I cannot wait to see what delicious ideas my fellow reduxers have come up with, too. You can check out there ideas via the link at the bottom of this post.
Mustard Greens Power Bowl with Cranberry Dressing
1/3 heaping cup homemade cranberry sauce
2 Tbsp orange juice
1 Tbsp almond oil
1 tsp fresh ground black pepper
1/4 tsp garlic powder
6 Cups mustard greens, chopped
1 Tbsp oil for roasting vegetables
1 small delicata squash, halved lengthwise and seeds removed
2 Cups fresh brussel sprouts, quartered
2 small-medium sized red onion, chopped
4 medium carrots
2 Cups adzuki beans, cooked from dry or low-sodium canned
1 1/3 Cups cooked einkorn wheat berries (can sub farro or kamut)
4 Tbsp pepitas
Whisk all ingredients in a small bowl until well combined.
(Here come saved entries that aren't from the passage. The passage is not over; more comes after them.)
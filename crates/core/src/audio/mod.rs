pub mod analysis;
pub mod effects;
pub mod io;
pub mod loudness;
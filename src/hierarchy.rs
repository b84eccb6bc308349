//! Hierarchy builders
//!
//! Organizations and divisions are stored as flat parent-pointer lists. The
//! charts need forests, so the builders index the records and attach every
//! node to its parent inside an arena: nodes live in one `Vec` and refer to
//! their children by index.
//!
//! Organizations of both types share one parent list. A location can hang
//! under a legal entity and the other way round, so the organization builder
//! skips ancestors of the other type until it reaches the nearest one of the
//! requested type.

use std::collections::{HashMap, HashSet};

use serde::Serialize;
use thiserror::Error;

use crate::entity::{Division, OrgType, Organization};

#[derive(Debug, Clone, PartialEq, Eq, Error)]
pub enum HierarchyError {
    /// Following parent links from record `id` leads back to a record already seen
    #[error("parent chain of record {id} contains a cycle")]
    Cycle { id: i64 },
}

/// Normalized tree node shared by organization and division forests
#[derive(Clone, Debug, PartialEq, Serialize)]
pub struct HierarchyNode {
    pub id: i64,
    pub name: String,
    #[serde(skip_serializing_if = "Option::is_none")]
    pub description: Option<String>,
    pub is_active: bool,
    #[serde(skip_serializing_if = "Option::is_none")]
    pub level: Option<i32>,
    #[serde(skip_serializing_if = "Option::is_none")]
    pub code: Option<String>,
    /// Arena indices of the children, in input order
    #[serde(skip)]
    pub children: Vec<usize>,
}

impl From<&Organization> for HierarchyNode {
    fn from(org: &Organization) -> Self {
        Self {
            id: org.id,
            name: org.name.clone(),
            description: Some(org.description.clone()),
            is_active: org.is_active,
            level: None,
            code: None,
            children: Vec::new(),
        }
    }
}

impl From<&Division> for HierarchyNode {
    fn from(div: &Division) -> Self {
        Self {
            id: div.id,
            name: div.name.clone(),
            description: Some(div.description.clone()),
            is_active: div.is_active,
            level: Some(div.level),
            code: div.code.clone(),
            children: Vec::new(),
        }
    }
}

/// Arena-backed forest
#[derive(Clone, Debug, Default)]
pub struct Hierarchy {
    nodes: Vec<HierarchyNode>,
    roots: Vec<usize>,
}

impl Hierarchy {
    pub fn nodes(&self) -> &[HierarchyNode] {
        &self.nodes
    }

    pub fn node(&self, idx: usize) -> &HierarchyNode {
        &self.nodes[idx]
    }

    /// Arena indices of the top-level nodes
    pub fn roots(&self) -> &[usize] {
        &self.roots
    }

    pub fn len(&self) -> usize {
        self.nodes.len()
    }

    pub fn is_empty(&self) -> bool {
        self.nodes.is_empty()
    }

    pub fn root_nodes(&self) -> impl Iterator<Item = &HierarchyNode> {
        self.roots.iter().map(|&idx| &self.nodes[idx])
    }

    pub fn children_of(&self, idx: usize) -> impl Iterator<Item = &HierarchyNode> {
        self.nodes[idx].children.iter().map(|&child| &self.nodes[child])
    }

    /// Pre-order walk of the forest as `(arena index, depth)` pairs
    pub fn walk(&self) -> Vec<(usize, usize)> {
        let mut out = Vec::with_capacity(self.nodes.len());
        let mut stack: Vec<(usize, usize)> = self.roots.iter().rev().map(|&idx| (idx, 0)).collect();
        while let Some((idx, depth)) = stack.pop() {
            out.push((idx, depth));
            for &child in self.nodes[idx].children.iter().rev() {
                stack.push((child, depth + 1));
            }
        }
        out
    }

    /// Search the forest for the node carrying record `id`
    pub fn find(&self, id: i64) -> Option<&HierarchyNode> {
        self.walk()
            .into_iter()
            .map(|(idx, _)| &self.nodes[idx])
            .find(|node| node.id == id)
    }

    /// Nested view for JSON output
    pub fn nested(&self) -> Vec<NestedNode<'_>> {
        self.roots.iter().map(|&idx| self.nest(idx)).collect()
    }

    fn nest(&self, idx: usize) -> NestedNode<'_> {
        let node = &self.nodes[idx];
        NestedNode {
            node,
            children: node.children.iter().map(|&child| self.nest(child)).collect(),
        }
    }

    fn push(&mut self, node: HierarchyNode) -> usize {
        self.nodes.push(node);
        self.nodes.len() - 1
    }

    /// Fails when the parent links recorded while attaching form a loop
    fn check_acyclic(&self, parents: &[Option<usize>]) -> Result<(), HierarchyError> {
        for start in 0..parents.len() {
            let mut visited = HashSet::new();
            let mut current = Some(start);
            while let Some(idx) = current {
                if !visited.insert(idx) {
                    return Err(HierarchyError::Cycle { id: self.nodes[start].id });
                }
                current = parents[idx];
            }
        }
        Ok(())
    }
}

/// Node with its subtree, borrowed from a [`Hierarchy`]
#[derive(Debug, Serialize)]
pub struct NestedNode<'a> {
    #[serde(flatten)]
    pub node: &'a HierarchyNode,
    #[serde(skip_serializing_if = "Vec::is_empty")]
    pub children: Vec<NestedNode<'a>>,
}

/// Build the forest of organizations of type `target`
///
/// A node whose raw parent does not resolve, or whose ancestor chain holds no
/// organization of type `target`, becomes a root.
pub fn build_org_hierarchy(
    organizations: &[Organization],
    target: OrgType,
) -> Result<Hierarchy, HierarchyError> {
    let by_id: HashMap<i64, &Organization> = organizations.iter().map(|org| (org.id, org)).collect();
    let items: Vec<&Organization> = organizations.iter().filter(|org| org.org_type == target).collect();

    let mut tree = Hierarchy::default();
    let mut index: HashMap<i64, usize> = HashMap::with_capacity(items.len());
    for org in &items {
        let idx = tree.push(HierarchyNode::from(*org));
        index.insert(org.id, idx);
    }

    let mut parents: Vec<Option<usize>> = vec![None; items.len()];
    for (idx, org) in items.iter().enumerate() {
        let parent = nearest_ancestor(org, target, &by_id)?.and_then(|id| index.get(&id).copied());
        match parent {
            Some(parent) => {
                tree.nodes[parent].children.push(idx);
                parents[idx] = Some(parent);
            }
            None => tree.roots.push(idx),
        }
    }
    tree.check_acyclic(&parents)?;

    // Unreachable for acyclic input, kept for disconnected snapshots
    if tree.roots.is_empty() && !items.is_empty() {
        tree.roots = items
            .iter()
            .enumerate()
            .filter(|(_, org)| org.parent_id.map_or(true, |id| !index.contains_key(&id)))
            .map(|(idx, _)| idx)
            .collect();
    }

    tracing::debug!(
        ?target,
        nodes = tree.len(),
        roots = tree.roots.len(),
        "Built organization hierarchy"
    );
    Ok(tree)
}

/// Id of the nearest ancestor of type `target`, walking the raw parent chain
fn nearest_ancestor(
    org: &Organization,
    target: OrgType,
    by_id: &HashMap<i64, &Organization>,
) -> Result<Option<i64>, HierarchyError> {
    let mut visited = HashSet::from([org.id]);
    let mut current = org.parent_id;
    while let Some(id) = current {
        if !visited.insert(id) {
            return Err(HierarchyError::Cycle { id: org.id });
        }
        let Some(ancestor) = by_id.get(&id) else {
            return Ok(None);
        };
        if ancestor.org_type == target {
            return Ok(Some(ancestor.id));
        }
        current = ancestor.parent_id;
    }
    Ok(None)
}

/// Build the division forest; null or unresolvable parents become roots
pub fn build_division_hierarchy(divisions: &[Division]) -> Result<Hierarchy, HierarchyError> {
    let mut tree = Hierarchy::default();
    let mut index: HashMap<i64, usize> = HashMap::with_capacity(divisions.len());
    for div in divisions {
        let idx = tree.push(HierarchyNode::from(div));
        index.insert(div.id, idx);
    }

    let mut parents: Vec<Option<usize>> = vec![None; divisions.len()];
    for (idx, div) in divisions.iter().enumerate() {
        match div.parent_id.and_then(|id| index.get(&id).copied()) {
            Some(parent) => {
                tree.nodes[parent].children.push(idx);
                parents[idx] = Some(parent);
            }
            None => tree.roots.push(idx),
        }
    }
    tree.check_acyclic(&parents)?;

    tracing::debug!(nodes = tree.len(), roots = tree.roots.len(), "Built division hierarchy");
    Ok(tree)
}

#[cfg(test)]
mod tests {
    use super::*;
    use crate::fixture::OrgData;

    fn org(id: i64, parent_id: Option<i64>, org_type: OrgType) -> Organization {
        Organization {
            id,
            name: format!("org-{}", id),
            description: String::new(),
            parent_id,
            org_type,
            is_active: true,
            legal_address: None,
            physical_address: None,
            inn: None,
            kpp: None,
        }
    }

    fn div(id: i64, parent_id: Option<i64>) -> Division {
        Division {
            id,
            name: format!("div-{}", id),
            code: None,
            description: String::new(),
            parent_id,
            level: 1,
            is_active: true,
        }
    }

    fn child_ids(tree: &Hierarchy, idx: usize) -> Vec<i64> {
        tree.children_of(idx).map(|node| node.id).collect()
    }

    fn root_ids(tree: &Hierarchy) -> Vec<i64> {
        tree.root_nodes().map(|node| node.id).collect()
    }

    #[test]
    fn legal_entities_hang_under_head_organization() {
        let tree = OrgData::sample().legal_entity_hierarchy().unwrap();
        assert_eq!(root_ids(&tree), vec![1]);

        let root = tree.roots()[0];
        assert_eq!(child_ids(&tree, root), vec![2, 3, 4]);
        for &child in &tree.node(root).children {
            assert!(tree.node(child).children.is_empty());
        }
    }

    #[test]
    fn sample_locations_have_no_location_ancestor() {
        let tree = OrgData::sample().location_hierarchy().unwrap();
        assert_eq!(root_ids(&tree), vec![5, 6, 7]);
        assert!(tree.nodes().iter().all(|node| node.children.is_empty()));
    }

    #[test]
    fn single_type_tree_follows_parent_ids() {
        let orgs = vec![
            org(1, None, OrgType::LegalEntity),
            org(2, Some(1), OrgType::LegalEntity),
            org(3, Some(2), OrgType::LegalEntity),
            org(4, Some(1), OrgType::LegalEntity),
        ];
        let tree = build_org_hierarchy(&orgs, OrgType::LegalEntity).unwrap();
        assert_eq!(root_ids(&tree), vec![1]);
        assert_eq!(child_ids(&tree, 0), vec![2, 4]);
        assert_eq!(child_ids(&tree, 1), vec![3]);
    }

    #[test]
    fn skips_ancestors_of_other_type() {
        // location 10 -> legal 2 -> legal 1 -> location 20 (root)
        let orgs = vec![
            org(20, None, OrgType::Location),
            org(1, Some(20), OrgType::LegalEntity),
            org(2, Some(1), OrgType::LegalEntity),
            org(10, Some(2), OrgType::Location),
        ];
        let locations = build_org_hierarchy(&orgs, OrgType::Location).unwrap();
        assert_eq!(root_ids(&locations), vec![20]);
        assert_eq!(child_ids(&locations, 0), vec![10]);

        let legal = build_org_hierarchy(&orgs, OrgType::LegalEntity).unwrap();
        assert_eq!(root_ids(&legal), vec![1]);
        assert_eq!(child_ids(&legal, 0), vec![2]);
    }

    #[test]
    fn unresolvable_parent_makes_a_root() {
        let orgs = vec![
            org(1, None, OrgType::LegalEntity),
            org(2, Some(99), OrgType::LegalEntity),
            org(3, Some(98), OrgType::Location),
            org(4, Some(3), OrgType::LegalEntity),
        ];
        let tree = build_org_hierarchy(&orgs, OrgType::LegalEntity).unwrap();
        assert_eq!(root_ids(&tree), vec![1, 2, 4]);
    }

    #[test]
    fn cycle_through_other_type_is_reported() {
        let orgs = vec![
            org(1, Some(2), OrgType::Location),
            org(2, Some(1), OrgType::Location),
            org(3, Some(1), OrgType::LegalEntity),
        ];
        let err = build_org_hierarchy(&orgs, OrgType::LegalEntity).unwrap_err();
        assert_eq!(err, HierarchyError::Cycle { id: 3 });
    }

    #[test]
    fn same_type_cycle_is_reported() {
        let orgs = vec![
            org(1, Some(2), OrgType::LegalEntity),
            org(2, Some(1), OrgType::LegalEntity),
            org(3, None, OrgType::LegalEntity),
        ];
        assert!(matches!(
            build_org_hierarchy(&orgs, OrgType::LegalEntity),
            Err(HierarchyError::Cycle { .. })
        ));
    }

    #[test]
    fn self_parent_is_reported() {
        let orgs = vec![org(7, Some(7), OrgType::Location)];
        assert_eq!(
            build_org_hierarchy(&orgs, OrgType::Location).unwrap_err(),
            HierarchyError::Cycle { id: 7 }
        );
    }

    #[test]
    fn empty_input_builds_empty_forest() {
        let tree = build_org_hierarchy(&[], OrgType::Location).unwrap();
        assert!(tree.is_empty());
        assert!(tree.roots().is_empty());
    }

    #[test]
    fn division_tree_matches_sample() {
        let tree = OrgData::sample().division_hierarchy().unwrap();
        assert_eq!(root_ids(&tree), vec![1]);
        assert_eq!(child_ids(&tree, 0), vec![2, 3, 4]);
        assert_eq!(child_ids(&tree, 1), vec![5, 6, 7]);
        assert_eq!(child_ids(&tree, 4), vec![12, 13]);

        // every division appears exactly once in the forest
        let mut seen: Vec<i64> = tree.walk().into_iter().map(|(idx, _)| tree.node(idx).id).collect();
        seen.sort_unstable();
        assert_eq!(seen, (1..=13).collect::<Vec<_>>());
    }

    #[test]
    fn division_with_missing_parent_is_root() {
        let divs = vec![div(1, None), div(2, Some(42)), div(3, Some(1))];
        let tree = build_division_hierarchy(&divs).unwrap();
        assert_eq!(root_ids(&tree), vec![1, 2]);
        assert_eq!(child_ids(&tree, 0), vec![3]);
    }

    #[test]
    fn division_cycle_is_reported() {
        let divs = vec![div(1, None), div(2, Some(3)), div(3, Some(2))];
        assert!(matches!(
            build_division_hierarchy(&divs),
            Err(HierarchyError::Cycle { .. })
        ));
    }

    #[test]
    fn find_searches_nested_levels() {
        let tree = OrgData::sample().division_hierarchy().unwrap();
        assert_eq!(tree.find(13).map(|node| node.code.as_deref()), Some(Some("BE")));
        assert!(tree.find(100).is_none());
    }

    #[test]
    fn walk_reports_depth() {
        let tree = OrgData::sample().division_hierarchy().unwrap();
        let depth_of = |id: i64| {
            tree.walk()
                .into_iter()
                .find(|&(idx, _)| tree.node(idx).id == id)
                .map(|(_, depth)| depth)
        };
        assert_eq!(depth_of(1), Some(0));
        assert_eq!(depth_of(5), Some(2));
        assert_eq!(depth_of(12), Some(3));
    }

    #[test]
    fn nested_json_omits_empty_children() {
        let tree = OrgData::sample().legal_entity_hierarchy().unwrap();
        let json = serde_json::to_value(tree.nested()).unwrap();
        assert_eq!(json[0]["id"], 1);
        assert_eq!(json[0]["children"].as_array().unwrap().len(), 3);
        assert!(json[0]["children"][0].get("children").is_none());
    }
}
Set aside.
Set oven to 400 degrees F.
Place delicata squash flesh side down on baking dish coated in cooking oil.
Drizzle oil lightly over the carrots and roast on the same baking dish whole or, if desired you may roast them cut.
Toss brussel sprouts and chopped onion in 1/2 tbsp oil and add pepper and salt if desired. Place in a glass baking dish.
Cook squash and onions for 25-30 minutes, until fork can easily go through the skin and flesh of the squash.
Cook the brussel sprouts and carrots for 30-45 minutes, depending on desired texture.
While vegetables are roasting, chop mustard greens.
When vegetables are ready, add all ingredients, except for pepitas, to a large mixing bowl and toss well.
Divide into four bowls or, pack into pyrex containers to bring to work for a power packed energizing meal.
Top each with 1 tbsp of pepitas.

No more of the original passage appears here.